#### [Work instruction]
Restating the records exactly is the whole task.
[Dataset extract Boundary: Start]
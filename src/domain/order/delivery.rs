use chrono::{DateTime, Duration, FixedOffset, NaiveDate, Offset, TimeZone, Utc};
use serde::{Deserialize, Serialize};

use super::errors::OrderError;
use super::value_objects::{
    DeliveryDateType, DeliveryInfo, DeliveryProvenance, DeliverySelection, DeliveryTimeSlot,
    EstimatedRange,
};

// ============================================================================
// Delivery Scheduler
// ============================================================================
//
// Resolves the operator's symbolic delivery choice into a concrete,
// midnight-normalized timestamp in the business timezone. Relative
// selectors are counted from the instant of commit, never from placement.
//
// ============================================================================

/// Payload for the standalone delivery-edit call. The backend resolves the
/// symbolic selector itself; the client only validates it.
#[derive(Debug, Clone, PartialEq, Serialize, Deserialize)]
#[serde(rename_all = "camelCase")]
pub struct DeliveryUpdateRequest {
    pub delivery_date_type: DeliveryDateType,
    #[serde(default, skip_serializing_if = "Option::is_none")]
    pub custom_delivery_date: Option<String>,
    pub delivery_time_slot: DeliveryTimeSlot,
    pub reason: String,
}

/// Delivery block confirmed by the backend after an edit
#[derive(Debug, Clone, PartialEq, Serialize, Deserialize)]
#[serde(rename_all = "camelCase")]
pub struct RescheduledDelivery {
    pub expected_delivery: DateTime<Utc>,
    pub delivery_time_slot: DeliveryTimeSlot,
    pub delivery_date_type: DeliveryDateType,
}

#[derive(Debug, Clone, Copy)]
pub struct DeliveryScheduler {
    offset: FixedOffset,
}

impl Default for DeliveryScheduler {
    fn default() -> Self {
        Self::new(Utc.fix())
    }
}

impl DeliveryScheduler {
    pub fn new(offset: FixedOffset) -> Self {
        Self { offset }
    }

    /// Scheduler for a business timezone given as minutes east of UTC
    pub fn with_offset_minutes(minutes: i32) -> Option<Self> {
        FixedOffset::east_opt(minutes.checked_mul(60)?).map(Self::new)
    }

    pub fn offset(&self) -> FixedOffset {
        self.offset
    }

    /// Resolve a selection into a concrete delivery record
    pub fn resolve(
        &self,
        selection: &DeliverySelection,
        provenance: DeliveryProvenance,
        now: DateTime<Utc>,
    ) -> Result<DeliveryInfo, OrderError> {
        let date = self.resolve_date(selection, now)?;
        let expected = self.local_midnight(date)?;

        tracing::debug!(
            date_type = ?selection.date_type,
            time_slot = %selection.time_slot,
            expected_delivery = %expected,
            provenance = ?provenance,
            "Resolved delivery selection"
        );

        Ok(DeliveryInfo {
            expected_delivery: Some(expected),
            delivered_at: None,
            delivery_time_slot: selection.time_slot,
            delivery_date_type: selection.date_type,
            is_manually_set: provenance == DeliveryProvenance::Manual,
            estimated_range: Some(self.slot_range(expected, selection.time_slot)),
        })
    }

    /// Validate a selection for the delivery-edit path and build its payload
    pub fn reschedule_request(
        &self,
        selection: &DeliverySelection,
        reason: &str,
        now: DateTime<Utc>,
    ) -> Result<DeliveryUpdateRequest, OrderError> {
        self.resolve_date(selection, now)?;

        Ok(DeliveryUpdateRequest {
            delivery_date_type: selection.date_type,
            custom_delivery_date: match selection.date_type {
                DeliveryDateType::Custom => selection.custom_date.as_ref().map(|d| d.trim().to_string()),
                _ => None,
            },
            delivery_time_slot: selection.time_slot,
            reason: reason.trim().to_string(),
        })
    }

    /// Build the local delivery record from a confirmed edit. The record is
    /// always tagged as manually set; `delivered_at` survives the edit.
    pub fn confirmed(
        &self,
        confirmed: &RescheduledDelivery,
        previous: Option<&DeliveryInfo>,
    ) -> DeliveryInfo {
        DeliveryInfo {
            expected_delivery: Some(confirmed.expected_delivery),
            delivered_at: previous.and_then(|d| d.delivered_at),
            delivery_time_slot: confirmed.delivery_time_slot,
            delivery_date_type: confirmed.delivery_date_type,
            is_manually_set: true,
            estimated_range: Some(self.slot_range(confirmed.expected_delivery, confirmed.delivery_time_slot)),
        }
    }

    fn resolve_date(
        &self,
        selection: &DeliverySelection,
        now: DateTime<Utc>,
    ) -> Result<NaiveDate, OrderError> {
        if let Some(days) = selection.date_type.day_offset() {
            let today = now.with_timezone(&self.offset).date_naive();
            return today
                .checked_add_signed(Duration::days(days))
                .ok_or_else(|| OrderError::InvalidDeliveryDate(format!("today + {days} days")));
        }

        let raw = selection
            .custom_date
            .as_deref()
            .map(str::trim)
            .filter(|d| !d.is_empty())
            .ok_or(OrderError::MissingDeliveryDate)?;

        if let Ok(date) = NaiveDate::parse_from_str(raw, "%Y-%m-%d") {
            return Ok(date);
        }

        DateTime::parse_from_rfc3339(raw)
            .map(|dt| dt.with_timezone(&self.offset).date_naive())
            .map_err(|_| OrderError::InvalidDeliveryDate(raw.to_string()))
    }

    fn local_midnight(&self, date: NaiveDate) -> Result<DateTime<Utc>, OrderError> {
        date.and_hms_opt(0, 0, 0)
            .and_then(|naive| self.offset.from_local_datetime(&naive).single())
            .map(|local| local.with_timezone(&Utc))
            .ok_or_else(|| OrderError::InvalidDeliveryDate(date.to_string()))
    }

    /// Slot window on the day of `midnight`
    fn slot_range(&self, midnight: DateTime<Utc>, slot: DeliveryTimeSlot) -> EstimatedRange {
        let (start, end) = slot.hours();
        EstimatedRange {
            earliest: midnight + Duration::hours(i64::from(start)),
            latest: midnight + Duration::hours(i64::from(end)),
        }
    }
}

// ============================================================================
// Unit Tests
// ============================================================================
[Dataset extract Boundary: End]
#### [Expected output]
filename src/domain/order/delivery.rs
use chrono::{DateTime, Duration, FixedOffset, NaiveDate, Offset, TimeZone, Utc};
use serde::{Deserialize, Serialize};

use super::errors::OrderError;
use super::value_objects::{
    DeliveryDateType, DeliveryInfo, DeliveryProvenance, DeliverySelection, DeliveryTimeSlot,
    EstimatedRange,
};

// ============================================================================
// Delivery Scheduler
// ============================================================================
//
// Resolves the operator's symbolic delivery choice into a concrete,
// midnight-normalized timestamp in the business timezone. Relative
// selectors are counted from the instant of commit, never from placement.
//
// ============================================================================

/// Payload for the standalone delivery-edit call. The backend resolves the
/// symbolic selector itself; the client only validates it.
#[derive(Debug, Clone, PartialEq, Serialize, Deserialize)]
#[serde(rename_all = "camelCase")]
pub struct DeliveryUpdateRequest {
    pub delivery_date_type: DeliveryDateType,
    #[serde(default, skip_serializing_if = "Option::is_none")]
    pub custom_delivery_date: Option<String>,
    pub delivery_time_slot: DeliveryTimeSlot,
    pub reason: String,
}

/// Delivery block confirmed by the backend after an edit
#[derive(Debug, Clone, PartialEq, Serialize, Deserialize)]
#[serde(rename_all = "camelCase")]
pub struct RescheduledDelivery {
    pub expected_delivery: DateTime<Utc>,
    pub delivery_time_slot: DeliveryTimeSlot,
    pub delivery_date_type: DeliveryDateType,
}

#[derive(Debug, Clone, Copy)]
pub struct DeliveryScheduler {
    offset: FixedOffset,
}

impl Default for DeliveryScheduler {
    fn default() -> Self {
        Self::new(Utc.fix())
    }
}

impl DeliveryScheduler {
    pub fn new(offset: FixedOffset) -> Self {
        Self { offset }
    }

    /// Scheduler for a business timezone given as minutes east of UTC
    pub fn with_offset_minutes(minutes: i32) -> Option<Self> {
        FixedOffset::east_opt(minutes.checked_mul(60)?).map(Self::new)
    }

    pub fn offset(&self) -> FixedOffset {
        self.offset
    }

    /// Resolve a selection into a concrete delivery record
    pub fn resolve(
        &self,
        selection: &DeliverySelection,
        provenance: DeliveryProvenance,
        now: DateTime<Utc>,
    ) -> Result<DeliveryInfo, OrderError> {
        let date = self.resolve_date(selection, now)?;
        let expected = self.local_midnight(date)?;

        tracing::debug!(
            date_type = ?selection.date_type,
            time_slot = %selection.time_slot,
            expected_delivery = %expected,
            provenance = ?provenance,
            "Resolved delivery selection"
        );

        Ok(DeliveryInfo {
            expected_delivery: Some(expected),
            delivered_at: None,
            delivery_time_slot: selection.time_slot,
            delivery_date_type: selection.date_type,
            is_manually_set: provenance == DeliveryProvenance::Manual,
            estimated_range: Some(self.slot_range(expected, selection.time_slot)),
        })
    }

    /// Validate a selection for the delivery-edit path and build its payload
    pub fn reschedule_request(
        &self,
        selection: &DeliverySelection,
        reason: &str,
        now: DateTime<Utc>,
    ) -> Result<DeliveryUpdateRequest, OrderError> {
        self.resolve_date(selection, now)?;

        Ok(DeliveryUpdateRequest {
            delivery_date_type: selection.date_type,
            custom_delivery_date: match selection.date_type {
                DeliveryDateType::Custom => selection.custom_date.as_ref().map(|d| d.trim().to_string()),
                _ => None,
            },
            delivery_time_slot: selection.time_slot,
            reason: reason.trim().to_string(),
        })
    }

    /// Build the local delivery record from a confirmed edit. The record is
    /// always tagged as manually set; `delivered_at` survives the edit.
    pub fn confirmed(
        &self,
        confirmed: &RescheduledDelivery,
        previous: Option<&DeliveryInfo>,
    ) -> DeliveryInfo {
        DeliveryInfo {
            expected_delivery: Some(confirmed.expected_delivery),
            delivered_at: previous.and_then(|d| d.delivered_at),
            delivery_time_slot: confirmed.delivery_time_slot,
            delivery_date_type: confirmed.delivery_date_type,
            is_manually_set: true,
            estimated_range: Some(self.slot_range(confirmed.expected_delivery, confirmed.delivery_time_slot)),
        }
    }

    fn resolve_date(
        &self,
        selection: &DeliverySelection,
        now: DateTime<Utc>,
    ) -> Result<NaiveDate, OrderError> {
        if let Some(days) = selection.date_type.day_offset() {
            let today = now.with_timezone(&self.offset).date_naive();
            return today
                .checked_add_signed(Duration::days(days))
                .ok_or_else(|| OrderError::InvalidDeliveryDate(format!("today + {days} days")));
        }

        let raw = selection
            .custom_date
            .as_deref()
            .map(str::trim)
            .filter(|d| !d.is_empty())
            .ok_or(OrderError::MissingDeliveryDate)?;

        if let Ok(date) = NaiveDate::parse_from_str(raw, "%Y-%m-%d") {
            return Ok(date);
        }

        DateTime::parse_from_rfc3339(raw)
            .map(|dt| dt.with_timezone(&self.offset).date_naive())
            .map_err(|_| OrderError::InvalidDeliveryDate(raw.to_string()))
    }

    fn local_midnight(&self, date: NaiveDate) -> Result<DateTime<Utc>, OrderError> {
        date.and_hms_opt(0, 0, 0)
            .and_then(|naive| self.offset.from_local_datetime(&naive).single())
            .map(|local| local.with_timezone(&Utc))
            .ok_or_else(|| OrderError::InvalidDeliveryDate(date.to_string()))
    }

    /// Slot window on the day of `midnight`
    fn slot_range(&self, midnight: DateTime<Utc>, slot: DeliveryTimeSlot) -> EstimatedRange {
        let (start, end) = slot.hours();
        EstimatedRange {
            earliest: midnight + Duration::hours(i64::from(start)),
            latest: midnight + Duration::hours(i64::from(end)),
        }
    }
}

// ============================================================================
// Unit Tests
// ============================================================================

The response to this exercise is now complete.